Cooper: Results of Georgia secretary of state race could have broader consequences

Our friends across the state line from Tennessee in Georgia have quite the Republican primary brewing. And we're not talking about the race for governor.

No, in the Peach State, one of the top races that will be contested on May 24 is the GOP primary for secretary of state, which is not an elected office in the Volunteer State.

The man whose fate is on the line is Brad Raffensperger, the incumbent secretary of state who became Public Enemy No. 1 to then-President Donald Trump when he refused to overturn the 2020 election results in Georgia over what the president's supporters alleged were voting irregularities.

His critics say, among other things, his decision to send absentee ballot applications to every active voter and allow for the first time the use of absentee ballot drop boxes fostered some amount of illegal voting - enough to swing Georgia into the Biden column.
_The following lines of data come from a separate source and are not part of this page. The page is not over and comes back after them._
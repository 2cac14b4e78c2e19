use super::super::NUM_LANES;

// Lanes are stored row after row, so column x is every fifth lane from x.
pub fn theta(lanes: &mut [u64; NUM_LANES]) {
	let mut parities = [0u64; 5];

	for (i, &lane) in lanes.iter().enumerate() {
		parities[i % 5] ^= lane;
	}

	for x in 0 .. 5 {
		let d = parities[(x + 4) % 5] ^ parities[(x + 1) % 5].rotate_left(1);

		for lane in lanes.iter_mut().skip(x).step_by(5) {
			*lane ^= d;
		}
	}
}

#[cfg(test)]
use super::super::index;

#[test]
fn test_single_bit_spreads_to_two_columns() {
	let mut lanes = [0; NUM_LANES];
	lanes[index(2, 3)] = 1;

	theta(&mut lanes);

	for y in 0 .. 5 {
		// column 3 sees column 2 as its left neighbour, column 1 sees it rotated
		assert_eq!(lanes[index(3, y)], 1);
		assert_eq!(lanes[index(1, y)], 2);
		assert_eq!(lanes[index(0, y)], 0);
		assert_eq!(lanes[index(4, y)], 0);
	}

	assert_eq!(lanes[index(2, 3)], 1);
	assert_eq!(lanes[index(2, 0)], 0);
}

#[test]
fn test_even_columns_are_fixed() {
	// every column has even parity, so nothing moves
	let mut lanes = [0; NUM_LANES];
	lanes[index(0, 1)] = 0xdead_beef;
	lanes[index(0, 4)] = 0xdead_beef;
	lanes[index(3, 0)] = u64::MAX;
	lanes[index(3, 2)] = u64::MAX;

	let before = lanes;
	theta(&mut lanes);

	assert_eq!(lanes, before);
}
use thiserror::Error;

/// Everything that can go wrong at the API boundary. The permutation itself
/// has no failure modes.
#[derive(Debug, Clone, Copy, PartialEq, Eq, Error)]
pub enum Error {
	#[error("unsupported SHA-3 output width of {0} bits (expected 224, 256, 384 or 512)")]
	InvalidWidth(u32),

	#[error("hasher has already been finalized")]
	InvalidState,

	#[error("padding rate must be non-zero")]
	InvalidRate,

	#[error("a message of {0} bytes is too long to pad")]
	LengthOverflow(usize),

	#[error("batch needs {needed} bytes but the stream only holds {available}")]
	BatchOverrun {
		needed: usize,
		available: usize,
	},
}

#[cfg(feature = "std")]
impl From<Error> for std::io::Error {
	fn from(err: Error) -> Self {
		let kind = match err {
			Error::InvalidState => std::io::ErrorKind::Other,
			_ => std::io::ErrorKind::InvalidInput,
		};

		std::io::Error::new(kind, err)
	}
}

#[test]
fn test_messages() {
	use alloc::string::ToString;

	assert_eq!(
		Error::InvalidWidth(128).to_string(),
		"unsupported SHA-3 output width of 128 bits (expected 224, 256, 384 or 512)",
	);

	assert_eq!(
		Error::BatchOverrun {needed: 10, available: 4}.to_string(),
		"batch needs 10 bytes but the stream only holds 4",
	);
}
Raffensperger, for his part, can point to three vote recounts, including a hand count, certifying the victory for the now-president.

Muddying the water is the recent release of the new documentary-style film "2000 Mules" by conservative filmmaker Dinesh D'Souza alleging mass absentee ballot fraud across the country. Its premise is that 2,000 people, or mules, in five states collected and delivered absentee ballots in a practice known as "ballot harvesting."

In ballot harvesting, as long as the proper absentee ballot sent out is returned and verified, no one can know for sure who filled it out.

"2000 Mules" alleges that 242 people in Atlanta were among the mules.

Georgia law prevents voters from delivering anyone's ballot but their own or that of a member of their family or the caregiver of a disabled person.

(READ MORE: Georgia elections chief targets noncitizen voting in re-election campaign despite saying it's not an issue in the state)

Raffensperger, in a recent debate, said his office investigated a piece of video in the movie showing a Gwinnett County man putting ballots in a drop box and found the man was delivering ballots only for members of his family.

We offer no full-throated defense or accusation of guilt of the secretary of state in the 2000 race but can state emphatically that not enough voter fraud has been found across the country to change the result of the election.

Nevertheless, Raffensperger is asking voters to look elsewhere.

It's illegal immigrant voters they should be concerned about, he says.

If illegal immigrant voters are casting ballots in Georgia, then Raffensperger is right to make the issue a central one in his campaign. But he admits they are not.

His office, in fact, caught more than 1,600 illegals who have tried to register to vote over the past 25 years, but none did so successfully. Still, he says, the state needs a constitutional amendment saying noncitizens can't vote. Never mind that a state law already says that.

Raffensperger's tactic is simple bait and switch, his three opponents say. Don't look too closely at what happened in the 2000 election; look over here at what could happen if all those people flowing over the Southern border come to Georgia and try to vote.

One of those opponents, U.S. Rep. Jody Hice, is Trump's pick for the office because, well, somebody has to take out the guy who took out Trump.

Raffensperger is trying to convince Georgia voters of something even the Republican-dominated state legislature wasn't interested in. Legislation that would have put on the ballot a constitutional amendment prohibiting noncitizens to vote failed in the Georgia General Assembly this year.

(READ MORE: Northwest Georgia district attorney calls for more information to prosecute noncitizen voting registration cases)

Such is politics these days in the Peach State, which not only went for Biden in 2000 but, in a runoff two months later, elected two Democratic U.S. senators. That has made it ground zero for Trump ever since.

Not only is he backing Hice, one of three GOP opponents of Raffensperger, but he also enticed former one-term U.S. Sen. David Perdue to take on Gov. Brian Kemp in the Republican primary and practically pulled former University of Georgia standout football player Herschel Walker into the race to take on U.S. Sen. Rafael Warnock, who won the 2021 special election to serve out the remainder of the term of the retired Johnny Isakson.

Should Raffensperger win - he and Hice were neck and neck in an Atlanta Journal Constitution poll last month, though 40% of GOP voters were undecided - and should Kemp dispatch Perdue - the latest poll had Kemp up by 16 points - Georgia voters could spell out a message to the 45th president that "we're fine without you, thanks."

So, later this month, our friends across the border may play a part in an election for what used to be a fairly innocuous secretary of state post, but they also could be making a bigger statement to the electorate across the country.